Entró en la cocina y encontró a Julián sentado frente al televisor, con una taza de té y el gesto neutro de siempre. Su esposo de años. El hombre que la acompañó cuando aún temía mirarse en el espejo. El que la amó y la sostuvo, sí... pero también el que, con los años, dejó de mirar más allá de la superficie.
—Hola —dijo Amanda mientras dejaba su bolso en la silla.
—Hola —respondió él sin despegar los ojos del celular.
Un intercambio vacío, uno de tantos. Y sin embargo, Amanda sintió que ese gesto frío hoy dolía más. Se preparó un té y se quedó en silencio unos segundos.
—¿Te pasa algo? —preguntó él, apenas levantando la vista.
—No... solo estoy cansada —mintió ella, revolviendo la taza con una lentitud absurda.
Pero no era cansancio. Era inquietud. Era ese recuerdo de los ojos grandes de Lucía, de la forma en que se mordía el labio, de su voz suave preguntando por los textos mientras Amanda intentaba no mirar su escote.
Fue al baño y se desvistió frente al espejo. Su reflejo le devolvió la imagen de una mujer madura, de curvas suaves, cintura marcada, caderas generosas. Su cuerpo, moldeado con paciencia, cuidados y cicatrices. El cuerpo de una mujer que había tenido que construirse a sí misma.

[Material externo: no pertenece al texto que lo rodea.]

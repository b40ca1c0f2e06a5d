//! Per-run log file.
//!
//! # Separation of Concerns
//!
//! - **Run log (this module)**: product artifact under the configured log
//!   directory, one file per run-selector, filtered by the document's
//!   `lowest_logging_level`. Lines are tagged with the originating component.
//!
//! - **Tracing (`logging`)**: developer diagnostics via `RUST_LOG`. Every run
//!   log record is forwarded there as well.

use std::fs::{self, File};
use std::io::{BufWriter, Write};
use std::path::{Path, PathBuf};
use std::time::Instant;

use anyhow::{Context, Result};
use tracing::{debug, error, info, trace, warn};

use crate::core::types::LogThreshold;

/// Record severity, least verbose first.
#[derive(Debug, Clone, Copy, PartialEq, Eq, PartialOrd, Ord)]
pub enum Verbosity {
    Error,
    Info,
    Debug,
    Verbose,
    VeryVerbose,
}

impl Verbosity {
    fn label(self) -> &'static str {
        match self {
            Verbosity::Error => "E",
            Verbosity::Info => "I",
            Verbosity::Debug => "D",
            Verbosity::Verbose => "V",
            Verbosity::VeryVerbose => "VV",
        }
    }
}

impl From<Option<LogThreshold>> for Verbosity {
    fn from(threshold: Option<LogThreshold>) -> Self {
        match threshold {
            None => Verbosity::Info,
            Some(LogThreshold::Debug) => Verbosity::Debug,
            Some(LogThreshold::Verbose) => Verbosity::Verbose,
            Some(LogThreshold::VeryVerbose) => Verbosity::VeryVerbose,
        }
    }
}

/// Run-scoped log sink. Opened before the configuration is loaded and closed
/// by the containment boundary.
pub struct RunLog {
    writer: Option<BufWriter<File>>,
    path: Option<PathBuf>,
    threshold: Verbosity,
    opened: Instant,
}

impl RunLog {
    /// Create (truncate) `<log_dir>/<run>.log`.
    pub fn open(log_dir: &Path, run: &str) -> Result<Self> {
        fs::create_dir_all(log_dir)
            .with_context(|| format!("create log dir {}", log_dir.display()))?;
        let path = log_dir.join(format!("{run}.log"));
        let file = File::create(&path).with_context(|| format!("create {}", path.display()))?;
        debug!(path = %path.display(), "run log opened");
        Ok(Self {
            writer: Some(BufWriter::new(file)),
            path: Some(path),
            threshold: Verbosity::Info,
            opened: Instant::now(),
        })
    }

    /// Log that only forwards to tracing.
    pub fn detached() -> Self {
        Self {
            writer: None,
            path: None,
            threshold: Verbosity::Info,
            opened: Instant::now(),
        }
    }

    pub fn path(&self) -> Option<&Path> {
        self.path.as_deref()
    }

    pub fn threshold(&self) -> Verbosity {
        self.threshold
    }

    pub fn set_threshold(&mut self, threshold: Option<LogThreshold>) {
        self.threshold = threshold.into();
    }

    pub fn error(&mut self, tag: &str, message: &str) {
        self.record(Verbosity::Error, tag, message);
    }

    pub fn info(&mut self, tag: &str, message: &str) {
        self.record(Verbosity::Info, tag, message);
    }

    pub fn debug(&mut self, tag: &str, message: &str) {
        self.record(Verbosity::Debug, tag, message);
    }

    pub fn verbose(&mut self, tag: &str, message: &str) {
        self.record(Verbosity::Verbose, tag, message);
    }

    fn record(&mut self, level: Verbosity, tag: &str, message: &str) {
        if level > self.threshold {
            return;
        }
        match level {
            Verbosity::Error => error!(tag, "{message}"),
            Verbosity::Info => info!(tag, "{message}"),
            Verbosity::Debug => debug!(tag, "{message}"),
            Verbosity::Verbose | Verbosity::VeryVerbose => trace!(tag, "{message}"),
        }
        let Some(writer) = self.writer.as_mut() else {
            return;
        };
        let elapsed_ms = self.opened.elapsed().as_millis();
        let line = format!("{elapsed_ms:>8} {} [{tag}] {message}", level.label());
        if let Err(err) = writeln!(writer, "{line}") {
            // Losing the log file must not stop the run.
            warn!(err = %err, "run log write failed; detaching");
            self.writer = None;
        }
    }

    /// Flush and release the file. Later records only reach tracing.
    pub fn close(&mut self) -> Result<()> {
        if let Some(mut writer) = self.writer.take() {
            writer.flush().context("flush run log")?;
        }
        Ok(())
    }
}
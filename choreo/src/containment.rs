//! Fault containment boundary around a whole run.
//!
//! Every failure that escapes the run body is classified (see
//! [`classify_fault`]). Cancellations return immediately. Anything else is
//! logged and shown on telemetry, and the boundary then holds the display
//! until the host requests a stop, so the run never terminates on a fault by
//! itself. The run log is closed and telemetry flushed on every path.

use std::any::Any;
use std::panic::{AssertUnwindSafe, catch_unwind};
use std::thread;
use std::time::Duration;

use anyhow::anyhow;
use tracing::{info, instrument, warn};

use crate::core::fault::{Fault, classify_fault};
use crate::io::control::OpModeControl;
use crate::io::run_log::RunLog;
use crate::io::telemetry::Telemetry;

/// How a guarded run ended.
#[derive(Debug, Clone, PartialEq, Eq)]
pub enum Containment {
    Completed,
    /// The host interrupted the run. Nothing was held.
    Cancelled,
    /// A fault was displayed for `cycles` refreshes until the host stopped.
    Held { fault: Fault, cycles: usize },
}

pub struct FaultContainment<'a> {
    tag: String,
    control: &'a dyn OpModeControl,
    telemetry: &'a mut dyn Telemetry,
    log: RunLog,
    hold_interval: Duration,
}

impl<'a> FaultContainment<'a> {
    pub fn new(
        tag: impl Into<String>,
        control: &'a dyn OpModeControl,
        telemetry: &'a mut dyn Telemetry,
        log: RunLog,
        hold_interval: Duration,
    ) -> Self {
        Self {
            tag: tag.into(),
            control,
            telemetry,
            log,
            hold_interval,
        }
    }

    /// Run `body`, containing any error or panic it produces.
    #[instrument(skip_all, fields(run = %self.tag))]
    pub fn guard<F>(mut self, body: F) -> Containment
    where
        F: FnOnce(&mut dyn Telemetry, &mut RunLog) -> anyhow::Result<()>,
    {
        let outcome = catch_unwind(AssertUnwindSafe(|| {
            body(&mut *self.telemetry, &mut self.log)
        }))
        .unwrap_or_else(|payload| Err(anyhow!("panic: {}", panic_message(payload.as_ref()))));

        let containment = match outcome {
            Ok(()) => Containment::Completed,
            Err(err) => match classify_fault(&err) {
                Fault::Cancellation => {
                    info!("run cancelled");
                    self.log.info(&self.tag, "Run interrupted");
                    Containment::Cancelled
                }
                fault => {
                    self.report(&fault);
                    let cycles = self.hold(&fault);
                    Containment::Held { fault, cycles }
                }
            },
        };
        self.finalize();
        containment
    }

    fn report(&mut self, fault: &Fault) {
        match fault {
            Fault::Domain { tag, message } => {
                warn!(tag = %tag, "{message}");
                self.log.error(tag, message);
            }
            Fault::Unclassified { message } => {
                warn!("unclassified failure: {message}");
                self.log.error(&self.tag, &format!("Unexpected failure: {message}"));
            }
            Fault::Cancellation => {}
        }
    }

    /// Show the fault until the host requests a stop. Returns the number of
    /// display refreshes (always at least one).
    fn hold(&mut self, fault: &Fault) -> usize {
        let caption = match fault {
            Fault::Unclassified { .. } => format!("{} fatal Exception", self.tag),
            _ => format!("{} fatal error", self.tag),
        };
        let message = fault.message().unwrap_or_default();
        let mut cycles = 0;
        loop {
            self.telemetry.add_data(&caption, message);
            if let Err(err) = self.telemetry.update() {
                warn!(err = %err, "failed to refresh fault display");
            }
            self.telemetry.clear();
            cycles += 1;
            thread::sleep(self.hold_interval);
            if self.control.is_stop_requested() {
                break;
            }
        }
        info!(cycles, "stop requested; releasing fault hold");
        cycles
    }

    fn finalize(&mut self) {
        if let Err(err) = self.log.close() {
            warn!(err = %err, "failed to close run log");
        }
        if let Err(err) = self.telemetry.flush() {
            warn!(err = %err, "failed to flush telemetry");
        }
    }
}

fn panic_message(payload: &(dyn Any + Send)) -> String {
    if let Some(text) = payload.downcast_ref::<&str>() {
        (*text).to_string()
    } else if let Some(text) = payload.downcast_ref::<String>() {
        text.clone()
    } else {
        "unknown panic".to_string()
    }
}
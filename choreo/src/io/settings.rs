//! Robot settings stored in `settings.toml` next to the action document.

use std::fs;
use std::path::{Path, PathBuf};
use std::time::Duration;

use anyhow::{Context, Result, anyhow};
use serde::{Deserialize, Serialize};

/// Robot and timing settings (TOML).
///
/// Edited by hand on the robot controller. Missing fields default to the
/// values the programming board ships with.
#[derive(Debug, Clone, Serialize, Deserialize, PartialEq)]
#[serde(default)]
pub struct RunnerSettings {
    /// Action document holding one `<OpMode>` section per run-selector.
    pub document_path: PathBuf,

    /// Directory for per-run log files.
    pub log_dir: PathBuf,

    pub drive: DriveSettings,

    pub timing: TimingSettings,
}

#[derive(Debug, Clone, Serialize, Deserialize, PartialEq)]
#[serde(default)]
pub struct DriveSettings {
    /// Hardware name of the drive motor.
    pub channel: String,

    /// Power magnitude for timed drives, in `(0, 1]`.
    pub power: f64,

    /// Timed-drive duration when the command gives none.
    pub default_duration_secs: f64,

    /// Pause between liveness checks inside a timed drive.
    pub poll_interval_ms: u64,
}

#[derive(Debug, Clone, Serialize, Deserialize, PartialEq, Eq)]
#[serde(default)]
pub struct TimingSettings {
    /// Refresh period of a held fault message.
    pub hold_interval_ms: u64,

    /// Poll period while waiting at a breakpoint.
    pub breakpoint_poll_ms: u64,
}

impl Default for DriveSettings {
    fn default() -> Self {
        Self {
            channel: "lf".to_string(),
            power: 0.5,
            default_duration_secs: 3.0,
            poll_interval_ms: 10,
        }
    }
}

impl Default for TimingSettings {
    fn default() -> Self {
        Self {
            hold_interval_ms: 1000,
            breakpoint_poll_ms: 1,
        }
    }
}

impl Default for RunnerSettings {
    fn default() -> Self {
        Self {
            document_path: PathBuf::from("xml/RobotAction.xml"),
            log_dir: PathBuf::from("logs"),
            drive: DriveSettings::default(),
            timing: TimingSettings::default(),
        }
    }
}

impl DriveSettings {
    /// Fails for values that are not a positive, representable duration.
    pub fn default_duration(&self) -> Result<Duration> {
        if self.default_duration_secs <= 0.0 {
            return Err(anyhow!("drive.default_duration_secs must be > 0"));
        }
        Duration::try_from_secs_f64(self.default_duration_secs).map_err(|err| {
            anyhow!(
                "drive.default_duration_secs {} is not a valid duration: {err}",
                self.default_duration_secs
            )
        })
    }

    pub fn poll_interval(&self) -> Duration {
        Duration::from_millis(self.poll_interval_ms)
    }
}

impl TimingSettings {
    pub fn hold_interval(&self) -> Duration {
        Duration::from_millis(self.hold_interval_ms)
    }

    pub fn breakpoint_poll(&self) -> Duration {
        Duration::from_millis(self.breakpoint_poll_ms)
    }
}

impl RunnerSettings {
    pub fn validate(&self) -> Result<()> {
        if self.drive.channel.trim().is_empty() {
            return Err(anyhow!("drive.channel must be non-empty"));
        }
        if !(self.drive.power > 0.0 && self.drive.power <= 1.0) {
            return Err(anyhow!("drive.power must be in (0, 1]"));
        }
        self.drive.default_duration()?;
        if self.timing.hold_interval_ms == 0 {
            return Err(anyhow!("timing.hold_interval_ms must be > 0"));
        }
        if self.timing.breakpoint_poll_ms == 0 {
            return Err(anyhow!("timing.breakpoint_poll_ms must be > 0"));
        }
        Ok(())
    }
}

/// Load settings from a TOML file.
///
/// If the file is missing, returns `RunnerSettings::default()`.
pub fn load_settings(path: &Path) -> Result<RunnerSettings> {
    if !path.exists() {
        let settings = RunnerSettings::default();
        settings.validate()?;
        return Ok(settings);
    }
    let contents = fs::read_to_string(path).with_context(|| format!("read {}", path.display()))?;
    let settings: RunnerSettings =
        toml::from_str(&contents).with_context(|| format!("parse {}", path.display()))?;
    settings.validate()?;
    Ok(settings)
}

/// Atomically write settings to disk (temp file + rename).
pub fn write_settings(path: &Path, settings: &RunnerSettings) -> Result<()> {
    settings.validate()?;
    let mut buf = toml::to_string_pretty(settings).context("serialize settings toml")?;
    buf.push('\n');
    write_atomic(path, &buf)
}

fn write_atomic(path: &Path, contents: &str) -> Result<()> {
    let parent = path
        .parent()
        .with_context(|| format!("settings path missing parent {}", path.display()))?;
    fs::create_dir_all(parent).with_context(|| format!("create directory {}", parent.display()))?;
    let tmp_path = path.with_extension("toml.tmp");
    fs::write(&tmp_path, contents)
        .with_context(|| format!("write temp settings {}", tmp_path.display()))?;
    fs::rename(&tmp_path, path).with_context(|| format!("replace settings {}", path.display()))?;
    Ok(())
}
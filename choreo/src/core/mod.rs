//! Deterministic, pure logic shared by the choreography engine.
//!
//! Core modules must be free of I/O side effects. They define the document
//! vocabulary, the run configuration model, the command set and the error
//! taxonomy, all suitable for tests without hardware.

pub mod action;
pub mod errors;
pub mod fault;
pub mod run_config;
pub mod types;
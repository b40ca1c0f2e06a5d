//! Stable exit codes for choreo CLI commands.

/// Command succeeded, or the run completed.
pub const OK: i32 = 0;
/// Invalid document, settings or arguments, or another command error.
pub const INVALID: i32 = 1;
/// `choreo run` held a fault until the stop request.
pub const HELD: i32 = 2;
/// `choreo run` was cancelled by a stop request before completing.
pub const CANCELLED: i32 = 3;
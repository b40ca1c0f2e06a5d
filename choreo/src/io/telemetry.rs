//! Operator display sink.
//!
//! Items stay on the display across updates until [`Telemetry::clear`] is
//! called, so a held message is re-added on every refresh cycle.

use std::io::Write;

use anyhow::{Context, Result};

/// Write-only key/value display.
pub trait Telemetry {
    fn add_data(&mut self, caption: &str, value: &str);
    /// Push the current items to the display.
    fn update(&mut self) -> Result<()>;
    fn clear(&mut self);
    fn flush(&mut self) -> Result<()> {
        Ok(())
    }
}

/// Renders each update as a block of `caption: value` lines.
pub struct ConsoleTelemetry<W: Write> {
    out: W,
    items: Vec<(String, String)>,
}

impl ConsoleTelemetry<std::io::Stdout> {
    pub fn stdout() -> Self {
        Self::new(std::io::stdout())
    }
}

impl<W: Write> ConsoleTelemetry<W> {
    pub fn new(out: W) -> Self {
        Self {
            out,
            items: Vec::new(),
        }
    }

    pub fn into_inner(self) -> W {
        self.out
    }
}

impl<W: Write> Telemetry for ConsoleTelemetry<W> {
    fn add_data(&mut self, caption: &str, value: &str) {
        self.items.push((caption.to_string(), value.to_string()));
    }

    fn update(&mut self) -> Result<()> {
        for (caption, value) in &self.items {
            writeln!(self.out, "{caption}: {value}").context("write telemetry")?;
        }
        Ok(())
    }

    fn clear(&mut self) {
        self.items.clear();
    }

    fn flush(&mut self) -> Result<()> {
        self.out.flush().context("flush telemetry")
    }
}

Se tocó el vientre, el pecho, y luego bajó la mano entre sus muslos, cerrando los ojos. No como rutina, sino como una necesidad urgente de recordar que seguía viva. Que aún podía sentir deseo. Que aún era mujer en cada rincón de su piel.
Y en ese momento, mientras se acariciaba lentamente, no pensó en Julián. Pensó en Lucía.
En su juventud, sí... pero sobre todo en su mirada limpia, en su voz decidida, en esa mezcla de ternura e insolencia que le despertaba algo adentro. Algo que hacía años no sentía.
"¿Qué estás haciendo, Amanda?", pensó, respirando agitada. Pero su cuerpo no le pedía permiso. Su cuerpo se movía con hambre, con memoria, con deseo. Imaginaba las manos de Lucía tocando su espalda, explorando las curvas que Julián ya no miraba. Imaginaba su boca curiosa, su ansiedad contenida, y su voz suave diciendo "quiero verte... entera".
Se dejó llevar por un orgasmo breve, callado, como robado. Y al terminar, una lágrima le cayó por la mejilla.
Era deseo. Era soledad. Era todo junto.
Y sabía que no podía seguir negándolo por mucho más tiempo.